Were you hit by a drunk driver and injured? If so, you may need a drunk driver accident lawyer to handle your case and ensure you’re paid what your injury is worth by the bad driver or an insurance company.
Contact the Willis Law Firm today for your free legal consultation on your case. You may be entitled to significant economic compensation for your medical bills, lost salary and pain and suffering due to a drunk driver accident. This may require filing a civil lawsuit against the drunk driver and his or her insurance company.
It’s not always enough to be in the right. Even if a driver was found to be legally drunk with a BAC (blood alcohol concentration) of .08% or higher, that driver’s insurer may resist a civil lawsuit claiming damages for victims.
Such damages can be compensatory, by compensating a victim for specific financial losses, or they may be punitive, as a means of punishing the bad driver and setting an example. Either way, a drunk driver’s insurance company is likely to claim that the crash involved contributory or comparative negligence on the part of the victim.
In other words, the insurer may seek to blame the victim, at least in part, for the crash. If successful, this tactic can reduce the amount that a victim is able to recover financially.
By state law in Texas, as well as in 32 more states, comparative negligence is in play. That means victims can be deemed partly responsible for their injuries and may not be able to collect fully for their costs.
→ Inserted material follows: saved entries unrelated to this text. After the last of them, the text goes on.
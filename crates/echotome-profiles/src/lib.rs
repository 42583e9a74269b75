//! Privacy profile definitions for the Echotome engine
//!
//! A profile selects KDF hardness, audio weighting, timing enforcement, and
//! session policy. Profiles are a closed set; all constants live here so that
//! every crate agrees on them.

#![forbid(unsafe_code)]
#![warn(missing_docs)]

use serde::{Deserialize, Serialize};

/// Privacy profile enumeration
#[derive(Debug, Clone, Copy, PartialEq, Eq, Hash, Serialize, Deserialize)]
pub enum PrivacyProfile {
    /// Passphrase-only encryption, no audio binding
    QuickLock,
    /// Audio-enhanced encryption with timing enforcement
    RitualLock,
    /// Maximum hardness, full audio dependence, strict timing
    BlackVault,
}

/// Argon2id parameters for a profile
#[derive(Debug, Clone, Copy, PartialEq, Eq)]
pub struct KdfParams {
    /// Iteration count (t_cost)
    pub time_cost: u32,
    /// Memory cost in KiB (m_cost)
    pub memory_kib: u32,
    /// Parallelism (p_cost)
    pub parallelism: u32,
}

/// Session lifetime policy for a profile
#[derive(Debug, Clone, Copy, PartialEq, Eq)]
pub struct SessionPolicy {
    /// Default session TTL in seconds
    pub default_ttl_secs: u64,
    /// Maximum session TTL in seconds (extension cap)
    pub max_ttl_secs: u64,
    /// Lock immediately when the host goes to background
    pub background_autolock: bool,
    /// Overwrite session files before unlinking
    pub secure_delete: bool,
}

/// Full constant table for a profile
#[derive(Debug, Clone, Copy)]
pub struct ProfileParams {
    /// Profile tag
    pub profile: PrivacyProfile,
    /// Human-readable name
    pub name: &'static str,
    /// Wire identifier used in ciphertext headers
    pub profile_id: u8,
    /// Argon2id parameters
    pub kdf: KdfParams,
    /// Fraction of audio-derived key material mixed into the master key
    pub audio_weight: f64,
    /// Whether playback timing is enforced during unlock
    pub timing_enforced: bool,
    /// Whether a live microphone capture is required for the ritual
    pub mic_required: bool,
    /// Session lifetime policy
    pub session: SessionPolicy,
}

impl PrivacyProfile {
    /// All profiles in ascending hardness order
    pub const ALL: [PrivacyProfile; 3] = [
        PrivacyProfile::QuickLock,
        PrivacyProfile::RitualLock,
        PrivacyProfile::BlackVault,
    ];

    /// Get the constant table for this profile
    pub const fn params(self) -> ProfileParams {
        match self {
            PrivacyProfile::QuickLock => ProfileParams {
                profile: PrivacyProfile::QuickLock,
                name: "QuickLock",
                profile_id: 1,
                kdf: KdfParams {
                    time_cost: 1,
                    memory_kib: 32 * 1024,
                    parallelism: 4,
                },
                audio_weight: 0.0,
                timing_enforced: false,
                mic_required: false,
                session: SessionPolicy {
                    default_ttl_secs: 30 * 60,
                    max_ttl_secs: 2 * 60 * 60,
                    background_autolock: false,
                    secure_delete: false,
                },
            },
            PrivacyProfile::RitualLock => ProfileParams {
                profile: PrivacyProfile::RitualLock,
                name: "RitualLock",
                profile_id: 2,
                kdf: KdfParams {
                    time_cost: 3,
                    memory_kib: 128 * 1024,
                    parallelism: 4,
                },
                audio_weight: 0.7,
                timing_enforced: true,
                mic_required: false,
                session: SessionPolicy {
                    default_ttl_secs: 15 * 60,
                    max_ttl_secs: 60 * 60,
                    background_autolock: false,
                    secure_delete: true,
                },
            },
            PrivacyProfile::BlackVault => ProfileParams {
                profile: PrivacyProfile::BlackVault,
                name: "BlackVault",
                profile_id: 3,
                kdf: KdfParams {
                    time_cost: 5,
                    memory_kib: 512 * 1024,
                    parallelism: 4,
                },
                audio_weight: 1.0,
                timing_enforced: true,
                mic_required: true,
                session: SessionPolicy {
                    default_ttl_secs: 5 * 60,
                    max_ttl_secs: 15 * 60,
                    background_autolock: true,
                    secure_delete: true,
                },
            },
        }
    }

    /// Wire identifier used in ciphertext headers
    pub const fn profile_id(self) -> u8 {
        self.params().profile_id
    }

    /// Human-readable profile name
    pub const fn name(self) -> &'static str {
        self.params().name
    }

    /// Whether the master key is bound to the temporal hash
    pub const fn audio_bound(self) -> bool {
        !matches!(self, PrivacyProfile::QuickLock)
    }

    /// Look up a profile by wire identifier
    pub fn from_profile_id(id: u8) -> Option<PrivacyProfile> {
        PrivacyProfile::ALL
            .into_iter()
            .find(|p| p.profile_id() == id)
    }

    /// Parse a profile name, accepting the short aliases the CLI clients use
    /// (`q`, `quick`, `r`, `ritual`, `b`, `black`, ...). Case-insensitive,
    /// ignores `-` and `_`.
    pub fn parse(name: &str) -> Option<PrivacyProfile> {
        let normalized: String = name
            .chars()
            .filter(|c| *c != '-' && *c != '_')
            .collect::<String>()
            .to_ascii_lowercase();
        match normalized.as_str() {
            "q" | "quick" | "quicklock" => Some(PrivacyProfile::QuickLock),
            "r" | "ritual" | "rituallock" => Some(PrivacyProfile::RitualLock),
            "b" | "black" | "blackvault" => Some(PrivacyProfile::BlackVault),
            _ => None,
        }
    }

    /// One-line description used by clients when listing profiles
    pub const fn describe(self) -> &'static str {
        match self {
            PrivacyProfile::QuickLock => {
                "Fast passphrase-only encryption; no audio involvement"
            }
            PrivacyProfile::RitualLock => {
                "Audio-enhanced encryption; the ritual must be performed in real time"
            }
            PrivacyProfile::BlackVault => {
                "Maximum hardness; full audio dependence, strict timing, aggressive session lockdown"
            }
        }
    }
}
For example, if the victims is found to be 30% responsible for the crash, then the victim will be able to collect no more than 70% of the costs, since the other 30% was the victim’s fault.
As for those two types of damages, compensatory damages cover monetary losses such as medical expenses and lost present and future salary caused by a drunk driving accident. Punitive or exemplary damages are assessed by the court to punish an especially negligent or reckless driver and to set an example to warn others.
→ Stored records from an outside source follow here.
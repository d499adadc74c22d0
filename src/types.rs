//! Core data types used throughout mcpquery.
//!
//! This module defines the message types, tool call structures,
//! tool result content, and the request/response formats that flow
//! between the agent, the LLM providers and the tool invoker.

use serde::{Deserialize, Serialize};

// --- Message Roles ---

/// The role of a message in the conversation.
///
/// - `User`: the human's query
/// - `Assistant`: a turn produced by the LLM
/// - `Tool`: one chunk of a tool's result
///
/// The system prompt is not part of the conversation; it travels on
/// [`ChatRequest::system`].
#[derive(Debug, Clone, Copy, Serialize, Deserialize, PartialEq, Eq)]
#[serde(rename_all = "lowercase")]
pub enum Role {
    User,
    Assistant,
    Tool,
}

// --- Tool Call ---

/// A tool call requested by the LLM.
///
/// The `id` is assigned by the completion API and must be echoed back on
/// every tool result message produced by this call.
#[derive(Debug, Clone, Serialize, Deserialize, PartialEq)]
pub struct ToolCall {
    /// Opaque identifier, unique within one assistant turn
    pub id: String,
    /// Name of the tool to invoke (e.g. "get_alerts")
    pub name: String,
    /// JSON-encoded arguments, exactly as the model produced them
    pub arguments: String,
}

// --- Tool Descriptor ---

/// Describes a remote tool's interface to the LLM.
///
/// Loaded once from the tool server's discovery call and read-only
/// afterwards.
#[derive(Debug, Clone, Serialize, Deserialize, PartialEq)]
pub struct ToolDescriptor {
    pub name: String,
    #[serde(default)]
    pub description: String,
    /// JSON Schema describing the tool's input parameters
    #[serde(default = "empty_object_schema", rename = "inputSchema")]
    pub input_schema: serde_json::Value,
}

fn empty_object_schema() -> serde_json::Value {
    serde_json::json!({ "type": "object" })
}

// --- Messages ---

/// A single turn in the conversation.
#[derive(Debug, Clone, Serialize, Deserialize, PartialEq)]
pub struct Message {
    pub role: Role,
    /// May be empty when an assistant turn only carries tool calls
    #[serde(default)]
    pub content: String,
    #[serde(default, skip_serializing_if = "Vec::is_empty")]
    pub tool_calls: Vec<ToolCall>,
    /// For tool result messages, links back to the tool call ID
    #[serde(default, skip_serializing_if = "Option::is_none")]
    pub tool_call_id: Option<String>,
}

impl Message {
    pub fn user(content: impl Into<String>) -> Self {
        Self {
            role: Role::User,
            content: content.into(),
            tool_calls: vec![],
            tool_call_id: None,
        }
    }

    pub fn assistant(content: impl Into<String>) -> Self {
        Self {
            role: Role::Assistant,
            content: content.into(),
            tool_calls: vec![],
            tool_call_id: None,
        }
    }

    pub fn assistant_with_tool_calls(
        content: impl Into<String>,
        tool_calls: Vec<ToolCall>,
    ) -> Self {
        Self {
            role: Role::Assistant,
            content: content.into(),
            tool_calls,
            tool_call_id: None,
        }
    }

    pub fn tool_result(tool_call_id: impl Into<String>, content: impl Into<String>) -> Self {
        Self {
            role: Role::Tool,
            content: content.into(),
            tool_calls: vec![],
            tool_call_id: Some(tool_call_id.into()),
        }
    }
}

// --- Tool Output ---

/// One content chunk of a tool result.
///
/// This is a closed set: a chunk whose `type` is not listed here fails to
/// decode instead of being carried along as an opaque value.
#[derive(Debug, Clone, Serialize, Deserialize, PartialEq)]
#[serde(tag = "type", rename_all = "snake_case")]
pub enum ToolContent {
    Text {
        text: String,
    },
    Image {
        data: String,
        #[serde(rename = "mimeType")]
        mime_type: String,
    },
    Audio {
        data: String,
        #[serde(rename = "mimeType")]
        mime_type: String,
    },
    Resource {
        resource: EmbeddedResource,
    },
    ResourceLink {
        uri: String,
        #[serde(default)]
        name: Option<String>,
    },
}

/// A resource embedded in a tool result; either text or base64 `blob`.
#[derive(Debug, Clone, Serialize, Deserialize, PartialEq)]
pub struct EmbeddedResource {
    pub uri: String,
    #[serde(default, rename = "mimeType", skip_serializing_if = "Option::is_none")]
    pub mime_type: Option<String>,
    #[serde(default, skip_serializing_if = "Option::is_none")]
    pub text: Option<String>,
    #[serde(default, skip_serializing_if = "Option::is_none")]
    pub blob: Option<String>,
}

impl ToolContent {
    /// The text this chunk contributes to the conversation, if any.
    pub fn as_text(&self) -> Option<&str> {
        match self {
            ToolContent::Text { text } => Some(text),
            ToolContent::Resource { resource } => resource.text.as_deref(),
            _ => None,
        }
    }

    /// Short name of the content kind, for logs.
    pub fn kind(&self) -> &'static str {
        match self {
            ToolContent::Text { .. } => "text",
            ToolContent::Image { .. } => "image",
            ToolContent::Audio { .. } => "audio",
            ToolContent::Resource { .. } => "resource",
            ToolContent::ResourceLink { .. } => "resource_link",
        }
    }
}

/// The raw result of one successful tool invocation.
///
/// Chunks are kept undecoded so that the agent can skip a single bad
/// chunk without losing the rest of the result.
#[derive(Debug, Clone, Default, PartialEq)]
pub struct ToolOutput {
    pub content: Vec<serde_json::Value>,
}

impl ToolOutput {
    /// Build an output made only of text chunks.
    pub fn text<I, S>(chunks: I) -> Self
    where
        I: IntoIterator<Item = S>,
        S: Into<String>,
    {
        Self {
            content: chunks
                .into_iter()
                .map(|t| serde_json::json!({ "type": "text", "text": t.into() }))
                .collect(),
        }
    }

    /// Decode each chunk in order.
    pub fn chunks(&self) -> impl Iterator<Item = Result<ToolContent, serde_json::Error>> + '_ {
        self.content
            .iter()
            .map(|raw| ToolContent::deserialize(raw))
    }
}

// --- Chat Request / Response ---

/// A request to send to the LLM.
///
/// This is our internal representation; each provider converts it into
/// its own wire format.
#[derive(Debug, Clone)]
pub struct ChatRequest {
    pub model: String,
    /// System prompt, sent outside the conversation
    pub system: Option<String>,
    pub messages: Vec<Message>,
    pub tools: Vec<ToolDescriptor>,
    pub max_tokens: u32,
}

/// Token counts reported by the API for one completion.
#[derive(Debug, Clone, Copy, Default, PartialEq, Eq)]
pub struct TokenUsage {
    pub input_tokens: u64,
    pub output_tokens: u64,
}

impl TokenUsage {
    pub fn add(&mut self, other: TokenUsage) {
        self.input_tokens += other.input_tokens;
        self.output_tokens += other.output_tokens;
    }
}

/// One assistant turn returned by the LLM.
///
/// Contains a text reply, tool calls, or both.
#[derive(Debug, Clone, Default)]
pub struct ChatResponse {
    /// May be empty if the turn only carries tool calls
    pub content: String,
    /// In the order the model issued them
    pub tool_calls: Vec<ToolCall>,
    pub usage: Option<TokenUsage>,
}

impl ChatResponse {
    /// Returns true if the LLM wants to call tools.
    pub fn has_tool_calls(&self) -> bool {
        !self.tool_calls.is_empty()
    }
}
Punitive and exemplary damages frequently are given by Texas juries to survivors in fatal drunk driving cases.
As for gross negligence, Texas law defines gross negligence as being “more than momentary thoughtlessness, inadvertence or error of judgment. It means such an entire want of care as to establish that the act or omission in question was the result of actual conscious indifference to the rights, welfare or safety of the persons affected by it.”
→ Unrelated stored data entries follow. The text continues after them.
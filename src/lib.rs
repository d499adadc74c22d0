//! mcpquery: answer natural-language queries with an LLM that calls tools
//! on a remote MCP server.
//!
//! The [`agent::Agent`] runs the tool-augmented loop; [`llm`] and
//! [`mcp`] provide the completion API and the tool server behind the
//! [`llm::LlmProvider`] and [`tools::ToolInvoker`] traits.

pub mod agent;
pub mod cli;
pub mod config;
pub mod conversation;
pub mod error;
pub mod llm;
pub mod mcp;
pub mod session;
pub mod tools;
pub mod types;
Since driving while drunk is a choice made by a driver, it qualifies as gross negligence.
Also keep in mind that, though an injury lawsuit is a civil matter, a criminal charge also may be made against a drunk driver.
If a drunk driver kills someone, the victim’s survivors can file a wrongful death lawsuit against the driver and his or her insurance company, claiming money for medical expenses prior to the victim’s death, loss of future salary, funeral costs and other expenses, as well as counseling costs for survivors.
Securing evidence in a drunk driving case may mean gaining access to police records of a drunk driving arrest, video of a driver failing field sobriety test and audio recordings of 911 calls about the crash or perhaps calls from other drivers alerting authorities just before it.
The Texas District and County Attorneys Association says drunk driving or DWI evidence comes in four categories: evidence of guilt, evidence of drinking, subjective evidence and objective evidence.
What is objective evidence? This refers to breath or blood samples from the driver which can establish a BAC, or blood alcohol concentration, of .08% or higher, thus making the driver legally drunk. Every state in America uses this standard for driving drunk.
As for subjective evidence, that includes signs of drunkenness, such as difficulty following instruction, performing poorly in a field sobriety test conducted by law officers or exhibiting loss of normal mental or physical faculties.